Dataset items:

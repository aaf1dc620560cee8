use async_trait::async_trait;
use chrono::Utc;
use dealmatch::entities::{acquisition, fund, operation};
use dealmatch::matching::{
    run_matching, MatchRepository, MatchScope, NewMatch, ENTITY_TYPE_OPERATION,
};
use sea_orm::{DatabaseBackend, DbErr, MockDatabase};
use std::sync::Mutex;
use uuid::Uuid;

/// Captures every upsert instead of touching a database.
#[derive(Default)]
struct RecordingRepository {
    rows: Mutex<Vec<NewMatch>>,
}

#[async_trait]
impl MatchRepository for RecordingRepository {
    async fn upsert(&self, row: NewMatch) -> Result<(), DbErr> {
        self.rows.lock().unwrap().push(row);
        Ok(())
    }
}

/// Rejects writes for one fund to simulate per-pair persistence failures.
struct FlakyRepository {
    rows: Mutex<Vec<NewMatch>>,
    fail_for_fund: Uuid,
}

#[async_trait]
impl MatchRepository for FlakyRepository {
    async fn upsert(&self, row: NewMatch) -> Result<(), DbErr> {
        if row.fund_id == self.fail_for_fund {
            return Err(DbErr::Custom("connection reset".to_string()));
        }
        self.rows.lock().unwrap().push(row);
        Ok(())
    }
}

fn fund(name: &str, status: &str) -> fund::Model {
    fund::Model {
        id: Uuid::new_v4(),
        name: name.to_string(),
        status: status.to_string(),
        geography_focus: None,
        sector_focus: None,
        sector_exclusions: None,
        ebitda_min: None,
        ebitda_max: None,
        revenue_min: None,
        revenue_max: None,
        created_at: Utc::now(),
    }
}

fn active_operation(company: &str) -> operation::Model {
    operation::Model {
        id: Uuid::new_v4(),
        company_name: company.to_string(),
        geographic_location: None,
        sector: None,
        subsector: None,
        revenue_amount: None,
        ebitda_amount: None,
        status: "active".to_string(),
        created_at: Utc::now(),
    }
}

/// Mock connection that replays the three bulk loads the engine performs,
/// in order: funds, operations, acquisitions.
fn mock_db(
    funds: Vec<fund::Model>,
    operations: Vec<operation::Model>,
    acquisitions: Vec<acquisition::Model>,
) -> sea_orm::DatabaseConnection {
    MockDatabase::new(DatabaseBackend::Postgres)
        .append_query_results([funds])
        .append_query_results([operations])
        .append_query_results([acquisitions])
        .into_connection()
}

#[tokio::test]
async fn full_recompute_scores_cartesian_product_and_skips_exclusions() {
    let mut tech_fund = fund("Iberia Tech Capital", "searching");
    tech_fund.geography_focus = Some(vec!["Spain".to_string()]);
    tech_fund.sector_focus = Some(vec!["technology".to_string()]);
    tech_fund.ebitda_min = Some(500_000);
    tech_fund.ebitda_max = Some(2_000_000);

    let mut generalist_fund = fund("Generalist Holdings", "searching");
    generalist_fund.sector_exclusions = Some(vec!["technology".to_string()]);

    let mut spanish_tech = active_operation("Software del Norte");
    spanish_tech.geographic_location = Some("Spain".to_string());
    spanish_tech.sector = Some("Technology".to_string());
    spanish_tech.ebitda_amount = Some(1_000_000);

    let mut french_retail = active_operation("Boutique SARL");
    french_retail.geographic_location = Some("France".to_string());
    french_retail.sector = Some("Retail".to_string());

    let db = mock_db(
        vec![tech_fund.clone(), generalist_fund.clone()],
        vec![spanish_tech.clone(), french_retail.clone()],
        vec![],
    );
    let repo = RecordingRepository::default();

    let summary = run_matching(&db, &repo, MatchScope::AllOperations)
        .await
        .unwrap();

    assert_eq!(summary.operations_processed, 2);
    // generalist_fund x spanish_tech is excluded (zero score, no row);
    // the other three pairs all score positive.
    assert_eq!(summary.matches_calculated, 3);

    let rows = repo.rows.lock().unwrap();
    assert_eq!(rows.len(), 3);
    assert!(rows.iter().all(|r| r.match_score > 0));
    assert!(rows.iter().all(|r| r.entity_type == ENTITY_TYPE_OPERATION));
    assert!(!rows
        .iter()
        .any(|r| r.fund_id == generalist_fund.id && r.entity_id == spanish_tech.id));

    let tech_pair = rows
        .iter()
        .find(|r| r.fund_id == tech_fund.id && r.entity_id == spanish_tech.id)
        .expect("tech fund x spanish tech operation should be persisted");
    assert_eq!(tech_pair.match_score, 75);
    assert_eq!(tech_pair.match_reasons.geography, 30);
}

#[tokio::test]
async fn targeted_run_scores_one_operation_against_every_fund() {
    let mut tech_fund = fund("Iberia Tech Capital", "searching");
    tech_fund.geography_focus = Some(vec!["Spain".to_string()]);
    tech_fund.sector_focus = Some(vec!["technology".to_string()]);
    tech_fund.ebitda_min = Some(500_000);
    tech_fund.ebitda_max = Some(2_000_000);
    let paused_fund = fund("Paused Partners", "paused");

    let mut spanish_tech = active_operation("Software del Norte");
    spanish_tech.geographic_location = Some("Spain".to_string());
    spanish_tech.sector = Some("Technology".to_string());
    spanish_tech.ebitda_amount = Some(1_000_000);

    // Evidence rows are grouped per fund: the tech fund has been here before.
    let history = vec![acquisition::Model {
        id: 1,
        fund_id: tech_fund.id,
        company_name: Some("Previous Deal SL".to_string()),
        country: Some("Spain".to_string()),
        sector: Some("Technology".to_string()),
        acquired_at: None,
        created_at: Utc::now(),
    }];

    let db = mock_db(
        vec![tech_fund.clone(), paused_fund.clone()],
        vec![spanish_tech.clone()],
        history,
    );
    let repo = RecordingRepository::default();

    let summary = run_matching(&db, &repo, MatchScope::Operation(spanish_tech.id))
        .await
        .unwrap();

    assert_eq!(summary.operations_processed, 1);
    assert_eq!(summary.matches_calculated, 2);

    let rows = repo.rows.lock().unwrap();
    assert!(rows.iter().all(|r| r.entity_id == spanish_tech.id));

    // 30 + 25 + 15 + 20 with the full evidence bonus.
    let tech_row = rows.iter().find(|r| r.fund_id == tech_fund.id).unwrap();
    assert_eq!(tech_row.match_score, 90);
    assert_eq!(tech_row.match_reasons.evidence, 20);

    // The paused fund only sees neutral branches (15+12+5+5) minus the
    // status penalty; its history is empty because grouping is per fund.
    let paused_row = rows.iter().find(|r| r.fund_id == paused_fund.id).unwrap();
    assert_eq!(paused_row.match_score, 7);
}

#[tokio::test]
async fn targeted_run_with_no_matching_operation_is_a_noop() {
    let db = mock_db(vec![fund("Any Fund", "searching")], vec![], vec![]);
    let repo = RecordingRepository::default();

    let summary = run_matching(&db, &repo, MatchScope::Operation(Uuid::new_v4()))
        .await
        .unwrap();

    assert_eq!(summary.operations_processed, 0);
    assert_eq!(summary.matches_calculated, 0);
    assert!(repo.rows.lock().unwrap().is_empty());
}

#[tokio::test]
async fn zero_score_pairs_are_not_persisted() {
    // Mismatched on every declared criterion and penalized: 18 - 30 floors to 0.
    let mut cold_fund = fund("Cold Fund", "closed");
    cold_fund.geography_focus = Some(vec!["Germany".to_string()]);
    cold_fund.sector_focus = Some(vec!["manufacturing".to_string()]);

    let mut warm_fund = fund("Warm Fund", "searching");
    warm_fund.geography_focus = Some(vec!["Germany".to_string()]);
    warm_fund.sector_focus = Some(vec!["manufacturing".to_string()]);

    let mut operation = active_operation("Tapas Chain SL");
    operation.geographic_location = Some("Spain".to_string());
    operation.sector = Some("Hospitality".to_string());

    let history = vec![acquisition::Model {
        id: 1,
        fund_id: cold_fund.id,
        company_name: None,
        country: Some("Germany".to_string()),
        sector: Some("Manufacturing".to_string()),
        acquired_at: None,
        created_at: Utc::now(),
    }];

    let db = mock_db(
        vec![cold_fund.clone(), warm_fund.clone()],
        vec![operation],
        history,
    );
    let repo = RecordingRepository::default();

    let summary = run_matching(&db, &repo, MatchScope::AllOperations)
        .await
        .unwrap();

    assert_eq!(summary.operations_processed, 1);
    assert_eq!(summary.matches_calculated, 1);

    let rows = repo.rows.lock().unwrap();
    assert_eq!(rows.len(), 1);
    assert_eq!(rows[0].fund_id, warm_fund.id);
}

#[tokio::test]
async fn per_pair_write_failures_are_skipped_not_fatal() {
    let healthy_fund = fund("Healthy Fund", "searching");
    let broken_fund = fund("Broken Fund", "searching");
    let operation = active_operation("Any Co");

    let db = mock_db(
        vec![healthy_fund.clone(), broken_fund.clone()],
        vec![operation],
        vec![],
    );
    let repo = FlakyRepository {
        rows: Mutex::new(Vec::new()),
        fail_for_fund: broken_fund.id,
    };

    let summary = run_matching(&db, &repo, MatchScope::AllOperations)
        .await
        .unwrap();

    // Both pairs score positive, only one write survives; the batch still
    // completes and the counts reflect what was actually persisted.
    assert_eq!(summary.operations_processed, 1);
    assert_eq!(summary.matches_calculated, 1);

    let rows = repo.rows.lock().unwrap();
    assert_eq!(rows.len(), 1);
    assert_eq!(rows[0].fund_id, healthy_fund.id);
}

Your assignment >>
Report the lines above that contain "clone".

Output for this exercise >>
        vec![tech_fund.clone(), generalist_fund.clone()],
        vec![spanish_tech.clone(), french_retail.clone()],
        vec![tech_fund.clone(), paused_fund.clone()],
        vec![spanish_tech.clone()],
        vec![cold_fund.clone(), warm_fund.clone()],
        vec![healthy_fund.clone(), broken_fund.clone()],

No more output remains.